<<<<
//! Byte to text decoding for ledger sources.

use crate::LoadError;

/// Decode `bytes` as `encoding`.
///
/// `utf-8` and `latin-1` (with their usual aliases) are understood.
/// Invalid UTF-8 is replaced lossily; an unknown label decodes as UTF-8.
/// Either case also returns a [`LoadError::Decode`].
pub fn decode(bytes: &[u8], encoding: &str) -> (String, Option<LoadError>) {
    let label = encoding.trim().to_ascii_lowercase();
    match label.as_str() {
        "utf-8" | "utf8" => decode_utf8(bytes),
        "latin-1" | "latin1" | "iso-8859-1" | "iso8859-1" | "l1" => {
            (bytes.iter().copied().map(char::from).collect(), None)
        }
        _ => {
            let (text, _) = decode_utf8(bytes);
            let error = LoadError::Decode {
                message: format!("unknown encoding {encoding:?}, decoded as utf-8"),
            };
            (text, Some(error))
        }
    }
}

fn decode_utf8(bytes: &[u8]) -> (String, Option<LoadError>) {
    let bytes = bytes.strip_prefix(b"\xef\xbb\xbf").unwrap_or(bytes);
    match std::str::from_utf8(bytes) {
        Ok(text) => (text.to_string(), None),
        Err(err) => (
            String::from_utf8_lossy(bytes).into_owned(),
            Some(LoadError::Decode {
                message: format!("invalid utf-8 at byte {}", err.valid_up_to()),
            }),
        ),
    }
}
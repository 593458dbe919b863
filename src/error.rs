//! Error types for Clean Check.

/// Top-level error type for the bot.
#[derive(Debug, thiserror::Error)]
pub enum Error {
    #[error("Configuration error: {0}")]
    Config(#[from] ConfigError),

    #[error("Channel error: {0}")]
    Channel(#[from] ChannelError),

    #[error("Analysis error: {0}")]
    Analysis(#[from] AnalysisError),
}

/// Configuration-related errors. Fatal: the process must not start.
#[derive(Debug, thiserror::Error)]
pub enum ConfigError {
    #[error("Missing required environment variable: {0}")]
    MissingEnvVar(String),

    #[error("Invalid configuration value for {key}: {message}")]
    InvalidValue { key: String, message: String },
}

/// Transport-related errors. Recoverable: the user retries the same step and
/// the session is left untouched.
#[derive(Debug, thiserror::Error)]
pub enum ChannelError {
    #[error("Channel {name} failed to start: {reason}")]
    StartupFailed { name: String, reason: String },

    #[error("Failed to send on channel {name}: {reason}")]
    SendFailed { name: String, reason: String },

    #[error("Failed to resolve file {file_id}: {reason}")]
    FileResolution { file_id: String, reason: String },
}

/// Analysis-gateway errors.
///
/// The orchestrator collapses all three to the same "no result" outcome, but
/// the variants stay distinct for logging.
#[derive(Debug, thiserror::Error)]
pub enum AnalysisError {
    #[error("Request to {provider} failed: {reason}")]
    Http { provider: String, reason: String },

    #[error("Invalid response from {provider}: {reason}")]
    InvalidResponse { provider: String, reason: String },

    #[error("Provider {provider} reported an error: {message}")]
    Provider { provider: String, message: String },
}

/// Result type alias for the bot.
pub type Result<T> = std::result::Result<T, Error>;
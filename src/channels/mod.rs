//! Transport abstraction for chat I/O.

pub mod telegram;

pub use telegram::TelegramChannel;

use std::pin::Pin;

use async_trait::async_trait;
use futures::Stream;

use crate::error::ChannelError;

/// What one chat update carries.
#[derive(Debug, Clone, PartialEq, Eq)]
pub enum Payload {
    /// A slash command: lowercased name, leading slash stripped.
    Command(String),
    /// A plain text message.
    Text(String),
    /// A photo attachment, identified by the transport's file handle.
    Photo(String),
}

impl Payload {
    /// Classify a text body: a leading slash makes it a command.
    pub fn from_text(text: &str) -> Self {
        match text.strip_prefix('/') {
            Some(rest) => {
                let name = rest.split_whitespace().next().unwrap_or("");
                Payload::Command(name.to_ascii_lowercase())
            }
            None => Payload::Text(text.to_string()),
        }
    }
}

/// One inbound chat event, scoped to a user identity.
#[derive(Debug, Clone)]
pub struct IncomingMessage {
    pub user_id: String,
    pub chat_id: String,
    pub payload: Payload,
}

/// Stream of inbound events produced by a transport.
pub type MessageStream = Pin<Box<dyn Stream<Item = IncomingMessage> + Send>>;

/// Chat transport: inbound updates, outbound messages, file resolution.
///
/// The checklist core assumes the transport delivers at most one in-flight
/// event per user at a time; it applies no locking of its own around session
/// mutation.
#[async_trait]
pub trait Transport: Send + Sync {
    fn name(&self) -> &str;

    /// Begin receiving updates.
    async fn start(&self) -> Result<MessageStream, ChannelError>;

    /// Send a plain text message.
    async fn send_text(&self, chat_id: &str, text: &str) -> Result<(), ChannelError>;

    /// Send a text message with a reply keyboard of short option labels.
    async fn send_choices(
        &self,
        chat_id: &str,
        text: &str,
        options: &[String],
    ) -> Result<(), ChannelError>;

    /// Resolve a photo handle to a durable, externally fetchable URL.
    async fn resolve_photo(&self, file_id: &str) -> Result<String, ChannelError>;

    /// Show a "working on it" indicator, where the transport has one.
    async fn send_typing(&self, _chat_id: &str) -> Result<(), ChannelError> {
        Ok(())
    }

    /// Verify the transport's credentials.
    async fn health_check(&self) -> Result<(), ChannelError>;
}
//! Orchestrator — wires the transport stream to the checklist flow and, on a
//! completed pass, to the report builder and the analysis gateway.

use std::sync::Arc;

use futures::StreamExt;

use crate::channels::{IncomingMessage, Payload, Transport};
use crate::checklist::flow::{self, Event, Outbound};
use crate::checklist::{FlowState, SessionStore};
use crate::config::ChecklistConfig;
use crate::error::{AnalysisError, ChannelError, Error};
use crate::llm::AnalysisGateway;
use crate::report::build_report;

/// Sent when photo resolution fails and the user should retry the upload.
const RETRY_UPLOAD_TEXT: &str =
    "Sorry, that photo could not be retrieved. Please upload it again, or /skip.";

/// Sent when the analysis gateway produced no usable verdict.
const NO_RESULT_TEXT: &str =
    "Sorry, the report could not be parsed. Starting a new checklist below.";

/// Drives the checklist conversation over an injected transport and gateway.
pub struct Orchestrator {
    config: ChecklistConfig,
    store: Arc<SessionStore>,
    gateway: Arc<dyn AnalysisGateway>,
    transport: Arc<dyn Transport>,
}

impl Orchestrator {
    pub fn new(
        config: ChecklistConfig,
        store: Arc<SessionStore>,
        gateway: Arc<dyn AnalysisGateway>,
        transport: Arc<dyn Transport>,
    ) -> Self {
        Self {
            config,
            store,
            gateway,
            transport,
        }
    }

    /// Consume the transport's update stream until it ends.
    ///
    /// Updates are handled one at a time; that single-consumer loop is what
    /// upholds the per-user event serialization the session store relies on.
    pub async fn run(&self) -> Result<(), Error> {
        if let Err(e) = self.transport.health_check().await {
            tracing::warn!("Transport health check failed: {e}");
        }

        let mut stream = self.transport.start().await?;
        tracing::info!(channel = self.transport.name(), "Checklist bot started");

        while let Some(msg) = stream.next().await {
            if let Err(e) = self.handle_message(msg).await {
                tracing::warn!("Failed to handle update: {e}");
            }
        }
        Ok(())
    }

    /// Apply one inbound event to its user's session.
    pub async fn handle_message(&self, msg: IncomingMessage) -> Result<(), ChannelError> {
        let event = match self.to_event(&msg).await {
            Ok(Some(event)) => event,
            Ok(None) => return Ok(()),
            Err(e) => {
                // Recoverable: ask for the same upload again, session untouched.
                tracing::warn!(user = %msg.user_id, "Photo resolution failed: {e}");
                return self.transport.send_text(&msg.chat_id, RETRY_UPLOAD_TEXT).await;
            }
        };

        let step = self
            .store
            .update(&msg.user_id, |session| {
                flow::apply(session, event, &self.config)
            })
            .await;

        self.send_replies(&msg.chat_id, &step.replies).await?;

        if step.completed {
            self.finalize(&msg.user_id, &msg.chat_id).await?;
        }
        Ok(())
    }

    /// Map a transport payload to a flow event, resolving photo handles.
    async fn to_event(&self, msg: &IncomingMessage) -> Result<Option<Event>, ChannelError> {
        match &msg.payload {
            Payload::Command(name) if name == "start" => Ok(Some(Event::Start)),
            Payload::Command(name) if name == "skip" => Ok(Some(Event::Skip)),
            Payload::Command(_) => Ok(None),
            Payload::Text(body) => Ok(Some(Event::Text(body.clone()))),
            Payload::Photo(file_id) => {
                // Resolution hits the network, so only do it when the flow
                // is actually waiting for a photo.
                let state = self.store.snapshot(&msg.user_id).await.state;
                if state != FlowState::AwaitingPhoto {
                    return Ok(None);
                }
                let url = self.transport.resolve_photo(file_id).await?;
                Ok(Some(Event::Photo(url)))
            }
        }
    }

    /// Build the report, run the analysis, relay the verdict, reset.
    async fn finalize(&self, user_id: &str, chat_id: &str) -> Result<(), ChannelError> {
        let session = self.store.snapshot(user_id).await;
        let report = build_report(&session);
        tracing::info!(
            user = %user_id,
            photos = report.photos.len(),
            "Checklist pass complete, requesting analysis"
        );

        let _ = self.transport.send_typing(chat_id).await;

        let verdict = match self.gateway.analyze(&report.text, &report.photos).await {
            Ok(text) => Some(text),
            // Fail-soft: the pass still resets, the user just gets no verdict.
            Err(e @ AnalysisError::Http { .. }) => {
                tracing::warn!(user = %user_id, "Analysis transport failure: {e}");
                None
            }
            Err(e @ AnalysisError::InvalidResponse { .. }) => {
                tracing::warn!(user = %user_id, "Analysis response unusable: {e}");
                None
            }
            Err(e @ AnalysisError::Provider { .. }) => {
                tracing::warn!(user = %user_id, "Analysis provider error: {e}");
                None
            }
        };

        match verdict {
            Some(text) => self.transport.send_text(chat_id, &text).await?,
            None => self.transport.send_text(chat_id, NO_RESULT_TEXT).await?,
        }

        self.store.clear(user_id).await;
        self.send_replies(chat_id, &flow::start_prompts(&self.config)).await
    }

    async fn send_replies(&self, chat_id: &str, replies: &[Outbound]) -> Result<(), ChannelError> {
        for reply in replies {
            match reply {
                Outbound::Text(text) => self.transport.send_text(chat_id, text).await?,
                Outbound::Choices { text, options } => {
                    self.transport.send_choices(chat_id, text, options).await?
                }
            }
        }
        Ok(())
    }
}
>>>>
Copy every line above in which the string "errors" shows up.

/// Configuration-related errors. Fatal: the process must not start.
/// Transport-related errors. Recoverable: the user retries the same step and
/// Analysis-gateway errors.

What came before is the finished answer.